### PROMPT
Each record has to be returned exactly as it appears.

[[ EXTRACTED INFORMATION, beginning ]]

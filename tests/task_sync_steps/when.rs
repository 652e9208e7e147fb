//! When steps for task synchronisation BDD scenarios.

use super::world::{SyncWorld, run_async};
use chrono::Duration;
use rstest_bdd_macros::when;

#[when("the persisted snapshots are loaded")]
fn load_persisted_snapshots(world: &mut SyncWorld) {
    run_async(world.orchestrator.load());
}

#[when(r#"the task "{title}" is marked completed"#)]
fn mark_task_completed(world: &mut SyncWorld, title: String) -> Result<(), eyre::Report> {
    let id = world
        .ids_by_title
        .get(&title)
        .copied()
        .ok_or_else(|| eyre::eyre!("no task named {title} in the scenario world"))?;
    let mut task = run_async(world.orchestrator.tasks())
        .into_iter()
        .find(|task| task.id() == id)
        .ok_or_else(|| eyre::eyre!("task {title} absent from the collection"))?;
    task.mark_completed(&*world.clock);
    run_async(world.orchestrator.update(task)).map_err(|err| eyre::eyre!(err))?;
    Ok(())
}

#[when("{minutes:i64} minutes pass and a sweep runs")]
fn minutes_pass_and_sweep(world: &mut SyncWorld, minutes: i64) {
    world.clock.advance(Duration::minutes(minutes));
    world.last_swept = Some(run_async(world.orchestrator.sweep_once()));
}

#[when("cloud sync is enabled")]
fn enable_cloud_sync(world: &mut SyncWorld) {
    run_async(world.orchestrator.set_cloud_sync(true));
}
//! Shared world state for task synchronisation BDD scenarios.

use chrono::{DateTime, Duration, Local, TimeZone, Utc};
use dayflow::task::adapters::memory::{
    InMemoryCalendarGateway, InMemoryCloudStore, InMemoryReminderGateway, InMemorySettingsStore,
    InMemorySnapshotStore,
};
use dayflow::task::domain::TaskId;
use dayflow::task::ports::{
    CalendarGateway, CloudStore, ReminderGateway, SettingsStore, SnapshotStore,
};
use dayflow::task::services::SyncOrchestrator;
use mockable::Clock;
use rstest::fixture;
use std::collections::HashMap;
use std::sync::{Arc, RwLock};

/// Clock pinned to an explicit instant and advanced manually by steps.
pub struct ManualClock {
    now: RwLock<DateTime<Utc>>,
}

impl ManualClock {
    /// Creates a clock frozen at the scenario start instant.
    pub fn at(now: DateTime<Utc>) -> Self {
        Self {
            now: RwLock::new(now),
        }
    }

    /// Moves the clock forward.
    pub fn advance(&self, delta: Duration) {
        if let Ok(mut now) = self.now.write() {
            *now += delta;
        }
    }
}

impl Clock for ManualClock {
    fn local(&self) -> DateTime<Local> {
        self.utc().with_timezone(&Local)
    }

    fn utc(&self) -> DateTime<Utc> {
        self.now.read().map(|now| *now).expect("clock lock healthy")
    }
}

/// Scenario world for task synchronisation behaviour tests.
pub struct SyncWorld {
    pub orchestrator: SyncOrchestrator<ManualClock>,
    pub local: Arc<InMemorySnapshotStore>,
    pub cloud: Arc<InMemoryCloudStore<ManualClock>>,
    pub preferences: Arc<InMemorySettingsStore>,
    pub clock: Arc<ManualClock>,
    pub ids_by_title: HashMap<String, TaskId>,
    pub last_swept: Option<usize>,
}

impl SyncWorld {
    /// Creates a world over fresh in-memory adapters.
    #[must_use]
    pub fn new() -> Self {
        let start = Utc
            .with_ymd_and_hms(2025, 6, 1, 9, 0, 0)
            .single()
            .expect("valid start instant");
        let clock = Arc::new(ManualClock::at(start));
        let local = Arc::new(InMemorySnapshotStore::new());
        let cloud = Arc::new(InMemoryCloudStore::new(Arc::clone(&clock)));
        let preferences = Arc::new(InMemorySettingsStore::new());
        let orchestrator = SyncOrchestrator::new(
            Arc::clone(&local) as Arc<dyn SnapshotStore>,
            Arc::clone(&cloud) as Arc<dyn CloudStore>,
            Arc::clone(&preferences) as Arc<dyn SettingsStore>,
            Arc::new(InMemoryCalendarGateway::new()) as Arc<dyn CalendarGateway>,
            Arc::new(InMemoryReminderGateway::new()) as Arc<dyn ReminderGateway>,
            Arc::clone(&clock),
        );
        Self {
            orchestrator,
            local,
            cloud,
            preferences,
            clock,
            ids_by_title: HashMap::new(),
            last_swept: None,
        }
    }
}

impl Default for SyncWorld {
    fn default() -> Self {
        Self::new()
    }
}

/// Fixture that creates a new scenario world.
#[fixture]
pub fn world() -> SyncWorld {
    SyncWorld::default()
}

/// Runs an async operation within sync step definitions.
pub fn run_async<T>(future: impl std::future::Future<Output = T>) -> T {
    tokio::task::block_in_place(|| tokio::runtime::Handle::current().block_on(future))
}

[[ EXTRACTED INFORMATION, end ]]

### EXERCISE SOLUTION
filename tests/task_sync_steps/when.rs
repository 652e9208e7e147fb
//! When steps for task synchronisation BDD scenarios.

use super::world::{SyncWorld, run_async};
use chrono::Duration;
use rstest_bdd_macros::when;

#[when("the persisted snapshots are loaded")]
fn load_persisted_snapshots(world: &mut SyncWorld) {
    run_async(world.orchestrator.load());
}

#[when(r#"the task "{title}" is marked completed"#)]
fn mark_task_completed(world: &mut SyncWorld, title: String) -> Result<(), eyre::Report> {
    let id = world
        .ids_by_title
        .get(&title)
        .copied()
        .ok_or_else(|| eyre::eyre!("no task named {title} in the scenario world"))?;
    let mut task = run_async(world.orchestrator.tasks())
        .into_iter()
        .find(|task| task.id() == id)
        .ok_or_else(|| eyre::eyre!("task {title} absent from the collection"))?;
    task.mark_completed(&*world.clock);
    run_async(world.orchestrator.update(task)).map_err(|err| eyre::eyre!(err))?;
    Ok(())
}

#[when("{minutes:i64} minutes pass and a sweep runs")]
fn minutes_pass_and_sweep(world: &mut SyncWorld, minutes: i64) {
    world.clock.advance(Duration::minutes(minutes));
    world.last_swept = Some(run_async(world.orchestrator.sweep_once()));
}

#[when("cloud sync is enabled")]
fn enable_cloud_sync(world: &mut SyncWorld) {
    run_async(world.orchestrator.set_cloud_sync(true));
}
//! Shared world state for task synchronisation BDD scenarios.

use chrono::{DateTime, Duration, Local, TimeZone, Utc};
use dayflow::task::adapters::memory::{
    InMemoryCalendarGateway, InMemoryCloudStore, InMemoryReminderGateway, InMemorySettingsStore,
    InMemorySnapshotStore,
};
use dayflow::task::domain::TaskId;
use dayflow::task::ports::{
    CalendarGateway, CloudStore, ReminderGateway, SettingsStore, SnapshotStore,
};
use dayflow::task::services::SyncOrchestrator;
use mockable::Clock;
use rstest::fixture;
use std::collections::HashMap;
use std::sync::{Arc, RwLock};

/// Clock pinned to an explicit instant and advanced manually by steps.
pub struct ManualClock {
    now: RwLock<DateTime<Utc>>,
}

impl ManualClock {
    /// Creates a clock frozen at the scenario start instant.
    pub fn at(now: DateTime<Utc>) -> Self {
        Self {
            now: RwLock::new(now),
        }
    }

    /// Moves the clock forward.
    pub fn advance(&self, delta: Duration) {
        if let Ok(mut now) = self.now.write() {
            *now += delta;
        }
    }
}

impl Clock for ManualClock {
    fn local(&self) -> DateTime<Local> {
        self.utc().with_timezone(&Local)
    }

    fn utc(&self) -> DateTime<Utc> {
        self.now.read().map(|now| *now).expect("clock lock healthy")
    }
}

/// Scenario world for task synchronisation behaviour tests.
pub struct SyncWorld {
    pub orchestrator: SyncOrchestrator<ManualClock>,
    pub local: Arc<InMemorySnapshotStore>,
    pub cloud: Arc<InMemoryCloudStore<ManualClock>>,
    pub preferences: Arc<InMemorySettingsStore>,
    pub clock: Arc<ManualClock>,
    pub ids_by_title: HashMap<String, TaskId>,
    pub last_swept: Option<usize>,
}

impl SyncWorld {
    /// Creates a world over fresh in-memory adapters.
    #[must_use]
    pub fn new() -> Self {
        let start = Utc
            .with_ymd_and_hms(2025, 6, 1, 9, 0, 0)
            .single()
            .expect("valid start instant");
        let clock = Arc::new(ManualClock::at(start));
        let local = Arc::new(InMemorySnapshotStore::new());
        let cloud = Arc::new(InMemoryCloudStore::new(Arc::clone(&clock)));
        let preferences = Arc::new(InMemorySettingsStore::new());
        let orchestrator = SyncOrchestrator::new(
            Arc::clone(&local) as Arc<dyn SnapshotStore>,
            Arc::clone(&cloud) as Arc<dyn CloudStore>,
            Arc::clone(&preferences) as Arc<dyn SettingsStore>,
            Arc::new(InMemoryCalendarGateway::new()) as Arc<dyn CalendarGateway>,
            Arc::new(InMemoryReminderGateway::new()) as Arc<dyn ReminderGateway>,
            Arc::clone(&clock),
        );
        Self {
            orchestrator,
            local,
            cloud,
            preferences,
            clock,
            ids_by_title: HashMap::new(),
            last_swept: None,
        }
    }
}

impl Default for SyncWorld {
    fn default() -> Self {
        Self::new()
    }
}

/// Fixture that creates a new scenario world.
#[fixture]
pub fn world() -> SyncWorld {
    SyncWorld::default()
}

/// Runs an async operation within sync step definitions.
pub fn run_async<T>(future: impl std::future::Future<Output = T>) -> T {
    tokio::task::block_in_place(|| tokio::runtime::Handle::current().block_on(future))
}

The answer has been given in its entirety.